To better integrate Medicare and Medicaid services for dual-eligible individuals, states have also taken advantage of opportunities to test new delivery and payment models under an initiative of the Center for Medicare and Medicaid Innovation (CMMI). Thirteen states have, or are currently participating in the Financial Alignment Initiative (FAI) demonstrations that aim to better coordinate Medicare and Medicaid services by integrating medical, behavioral health, and LTSS for dual-eligible beneficiaries. In developing the demonstration, the Centers for Medicare and Medicaid Services permitted states to choose a prospective capitated blended payment offered through a Medicare D-SNP to coordinate Medicare and Medicaid-covered services to dual-eligible beneficiaries using the traditional managed care model, in other words, a per member per month amount from each program. Two states chose a combination of capitation in larger metropolitan areas, and “managed fee-for-service” models, under which providers receive an add-on payment for managing care, and using managed fee-for-service in non-urban areas. Under both approaches, states can share in savings by improving quality and reducing costs for both Medicare and Medicaid services.

Looking Forward

While implementation and evaluation of these demonstrations has moved slowly, perhaps with good reason given the significant needs of this population, CMS reported in January that the demonstrations have shown “early signs of progress” in improving quality and lowering costs for participating Medicare-Medicaid dual-eligible beneficiaries. Recent results from demonstrations in Massachusetts, Minnesota, and Washington show trends suggesting lower rates of hospital admissions, high rates of beneficiary satisfaction, and Medicare savings for Washington’s managed fee-for-service demonstration. CMS announced in January that these three states will be extending their demonstrations for two additional years.

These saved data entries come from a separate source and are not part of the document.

impl Dispatcher {
    /// Construct the ring and queue; the registry and worker start later
    ///
    /// # Errors
    /// `InvalidArgument` for a zero ring capacity, element size or queue capacity.
    #[instrument(
        name = "dispatcher_new",
        skip(config),
        fields(dispatcher = %config.name, ring_capacity = config.ring_capacity, element_size = config.element_size)
    )]
    pub fn new(config: DispatcherConfig) -> Result<Self, DispatchError> {
        let ring = PayloadRing::new(config.ring_capacity, config.element_size).map_err(|e| {
            error!(dispatcher = %config.name, error = %e, "Required parameters are missing");
            e
        })?;
        let queue = DispatchQueue::new(config.effective_queue_capacity())?;
        let metrics = DispatcherMetrics::new(&config.name);

        info!(
            dispatcher = %config.name,
            queue_capacity = queue.capacity(),
            "Dispatcher created"
        );

        Ok(Self {
            shared: Arc::new(Shared {
                element_size: config.element_size,
                config,
                core: Guard::new(Core {
                    registry: Registry::new(),
                    ring,
                }),
                queue,
                parent: Guard::new(None),
                metrics,
                stopping: AtomicBool::new(false),
                state: StateCell::new(),
            }),
            worker: Guard::new(None),
        })
    }

    /// Fluent construction
    pub fn builder(name: impl Into<String>) -> DispatcherBuilder {
        DispatcherBuilder::new(name)
    }

    /// Construct and initialize the registry with `config.max_handlers`
    pub fn start(config: DispatcherConfig) -> Result<Self, DispatchError> {
        let max_handlers = config.max_handlers;
        let dispatcher = Self::new(config)?;
        dispatcher.initialize_registry(max_handlers)?;
        Ok(dispatcher)
    }

    /// Allocate `max_handlers` slots and start the worker
    ///
    /// # Errors
    /// - `AlreadyInitialized` on a second call
    /// - `InvalidArgument` for zero
    /// - `Closed` after [`Dispatcher::stop`]
    /// - `Spawn` if the worker thread cannot be created (registry is rolled back)
    #[instrument(name = "dispatcher_initialize_registry", skip(self), fields(dispatcher = %self.name()))]
    pub fn initialize_registry(&self, max_handlers: usize) -> Result<(), DispatchError> {
        if self.shared.is_stopping() {
            return Err(DispatchError::Closed);
        }

        let mut core = self.shared.core.acquire();
        core.registry.initialize(max_handlers).map_err(|e| {
            debug!(dispatcher = %self.name(), error = %e, "Registry initialization refused");
            e
        })?;
        drop(core);

        match worker::spawn(Arc::clone(&self.shared)) {
            Ok(handle) => {
                *self.worker.acquire() = Some(handle);
                info!(dispatcher = %self.name(), max_handlers, "Registry initialized");
                Ok(())
            }
            Err(e) => {
                self.shared.core.acquire().registry = Registry::new();
                error!(dispatcher = %self.name(), error = %e, "Failed to start worker");
                Err(DispatchError::Spawn(e))
            }
        }
    }

    /// True once both the ring and the registry storage exist
    pub fn is_initialized(&self) -> bool {
        self.shared.core.acquire().registry.is_initialized()
    }

    /// Register a handler in the lowest free slot
    ///
    /// With `restrict_to_index` set, targeted calls reach the handler only when
    /// they name its slot index; broadcasts always reach it.
    pub fn register_handler(
        &self,
        handler: SharedHandler,
        restrict_to_index: bool,
    ) -> Result<usize, DispatchError> {
        let mut core = self.shared.core.acquire();
        let name = handler.name().to_string();
        match core.registry.register(handler, restrict_to_index) {
            Ok(index) => {
                observability::record_registered_handlers(self.name(), core.registry.occupied());
                debug!(
                    dispatcher = %self.name(),
                    handler = %name,
                    index,
                    restrict_to_index,
                    "Handler registered"
                );
                Ok(index)
            }
            Err(e) => {
                debug!(dispatcher = %self.name(), handler = %name, error = %e, "Handler not registered");
                Err(e)
            }
        }
    }

    /// Register a closure
    pub fn register_fn<F>(
        &self,
        name: impl Into<String>,
        func: F,
        restrict_to_index: bool,
    ) -> Result<usize, DispatchError>
    where
        F: Fn(&[u8]) -> Flow + Send + Sync + 'static,
    {
        self.register_handler(Arc::new(FnHandler::new(name, func)), restrict_to_index)
    }

    /// Register a function together with a shared context value
    pub fn register_with_context<C>(
        &self,
        name: impl Into<String>,
        func: fn(&[u8], &C) -> Flow,
        context: Arc<C>,
        restrict_to_index: bool,
    ) -> Result<usize, DispatchError>
    where
        C: Send + Sync + 'static,
    {
        self.register_handler(
            Arc::new(ContextHandler::new(name, func, context)),
            restrict_to_index,
        )
    }

    /// Empty one handler slot
    pub fn unregister_handler(&self, index: usize) -> Result<Option<SharedHandler>, DispatchError> {
        let mut core = self.shared.core.acquire();
        let removed = core.registry.unregister(index)?;
        observability::record_registered_handlers(self.name(), core.registry.occupied());
        debug!(dispatcher = %self.name(), index, removed = removed.is_some(), "Handler slot cleared");
        Ok(removed)
    }

    /// Reset every handler slot to empty
    pub fn clear_handlers(&self) -> Result<(), DispatchError> {
        let mut core = self.shared.core.acquire();
        core.registry.clear().map_err(|e| {
            debug!(dispatcher = %self.name(), "The object is not initialized");
            e
        })?;
        observability::record_registered_handlers(self.name(), 0);
        debug!(dispatcher = %self.name(), "Clearing all handler slots");
        Ok(())
    }

    /// Queue a payload for the worker; returns the ring slot it was written to
    ///
    /// `value` must be exactly `element_size` bytes.
    ///
    /// # Errors
    /// - `NotInitialized` before [`Dispatcher::initialize_registry`]
    /// - `PayloadSize` for a wrongly sized (or empty) payload
    /// - `Dropped` when the queue is full; nothing is retried
    /// - `Closed` after [`Dispatcher::stop`]
    pub fn call(&self, value: &[u8], target: Target) -> Result<usize, DispatchError> {
        self.shared.call(value, target)
    }

    /// [`Dispatcher::call`] with a broadcast target
    pub fn broadcast(&self, value: &[u8]) -> Result<usize, DispatchError> {
        self.shared.call(value, Target::Broadcast)
    }

    /// Queue a plain-old-data value
    pub fn call_pod<T: Pod>(&self, value: &T, target: Target) -> Result<usize, DispatchError> {
        self.shared.call(bytemuck::bytes_of(value), target)
    }

    /// Copy the most recently written payload into `out`
    ///
    /// Independent of handler execution and of the queue. Returns `Ok(false)`
    /// if nothing has been written yet.
    pub fn poll_last(&self, out: &mut [u8]) -> Result<bool, DispatchError> {
        let core = self.shared.core.acquire();
        match core.ring.last_written() {
            Some(slot) => {
                core.ring.read_at(slot, out)?;
                Ok(true)
            }
            None => Ok(false),
        }
    }

    /// [`Dispatcher::poll_last`] decoded as a plain-old-data value
    pub fn poll_last_pod<T: Pod>(&self) -> Result<Option<T>, DispatchError> {
        let mut value = <T as bytemuck::Zeroable>::zeroed();
        let found = self.poll_last(bytemuck::bytes_of_mut(&mut value))?;
        Ok(found.then_some(value))
    }

    /// Link a parent that receives payloads of propagating handlers
    ///
    /// The link does not keep the parent alive. Callers must keep the graph of
    /// parent links acyclic; only a direct self-link is rejected.
    pub fn set_parent(&self, parent: &Dispatcher) -> Result<(), DispatchError> {
        if Arc::ptr_eq(&self.shared, &parent.shared) {
            return Err(DispatchError::InvalidArgument(
                "a dispatcher cannot be its own parent",
            ));
        }
        if parent.element_size() != self.element_size() {
            return Err(DispatchError::PayloadSize {
                expected: self.element_size(),
                actual: parent.element_size(),
            });
        }
        *self.shared.parent.acquire() = Some(Arc::downgrade(&parent.shared));
        debug!(dispatcher = %self.name(), parent = %parent.name(), "Parent linked");
        Ok(())
    }

    /// Remove the parent link
    pub fn clear_parent(&self) {
        *self.shared.parent.acquire() = None;
    }

    /// Name of the linked parent, if it is still alive
    pub fn parent_name(&self) -> Option<String> {
        self.shared.parent().map(|p| p.name().to_string())
    }

    /// Stop the worker and wait for it to exit
    ///
    /// Records still queued are discarded; once this returns no handler of
    /// this dispatcher runs again. Idempotent. Called from the worker thread
    /// itself (inside a handler) it only signals, the worker exits after the
    /// current record.
    #[instrument(name = "dispatcher_stop", skip(self), fields(dispatcher = %self.name()))]
    pub fn stop(&self) {
        self.shared.stopping.store(true, Ordering::Release);
        self.shared.queue.close();

        let Some(handle) = self.worker.acquire().take() else {
            return;
        };
        if handle.thread().id() == thread::current().id() {
            warn!(dispatcher = %self.name(), "Stop requested from worker thread, not joining");
            return;
        }
        if handle.join().is_err() {
            error!(dispatcher = %self.name(), "Worker thread panicked");
        }
        info!(dispatcher = %self.name(), "Dispatcher stopped");
    }

    pub fn name(&self) -> &str {
        self.shared.name()
    }

    pub fn config(&self) -> &DispatcherConfig {
        self.shared.config()
    }

    pub fn element_size(&self) -> usize {
        self.shared.element_size()
    }

    pub fn ring_capacity(&self) -> usize {
        self.shared.config.ring_capacity
    }

    pub fn handler_capacity(&self) -> usize {
        self.shared.handler_capacity()
    }

    /// Number of occupied handler slots
    pub fn handler_count(&self) -> usize {
        self.shared.core.acquire().registry.occupied()
    }

    pub fn is_handler_registered(&self, index: usize) -> bool {
        self.shared.core.acquire().registry.is_occupied(index)
    }

    /// Records waiting for the worker
    pub fn queue_len(&self) -> usize {
        self.shared.queue.len()
    }

    pub fn queue_capacity(&self) -> usize {
        self.shared.queue.capacity()
    }

    /// Slot the next call will be written to
    pub fn ring_cursor(&self) -> usize {
        self.shared.core.acquire().ring.cursor()
    }

    pub fn worker_state(&self) -> WorkerState {
        self.shared.state.get()
    }

    /// True once [`Dispatcher::stop`] has been requested
    pub fn is_stopping(&self) -> bool {
        self.shared.is_stopping()
    }

    pub fn metrics(&self) -> MetricsSnapshot {
        self.shared.metrics.snapshot()
    }
}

Improving quality and lowering costs for dual-eligible beneficiaries is a significant undertaking. Medicaid reform discussions rarely center around these high-need, high-cost individuals, even though they account for one out of three dollars spent in the Medicaid program.

While greater integration of Medicare and Medicaid services and alignment of financing incentives has the potential to improve quality and lower the total cost of care for dual-eligible beneficiaries, success depends on the structure of the care delivery models, and states’ ability to invest in promising care models. As Congress debates the scope of state flexibility in the Medicaid program, as well as the level of federal spending, policymakers should carefully consider how changes to Medicaid will impact care and costs for these individuals.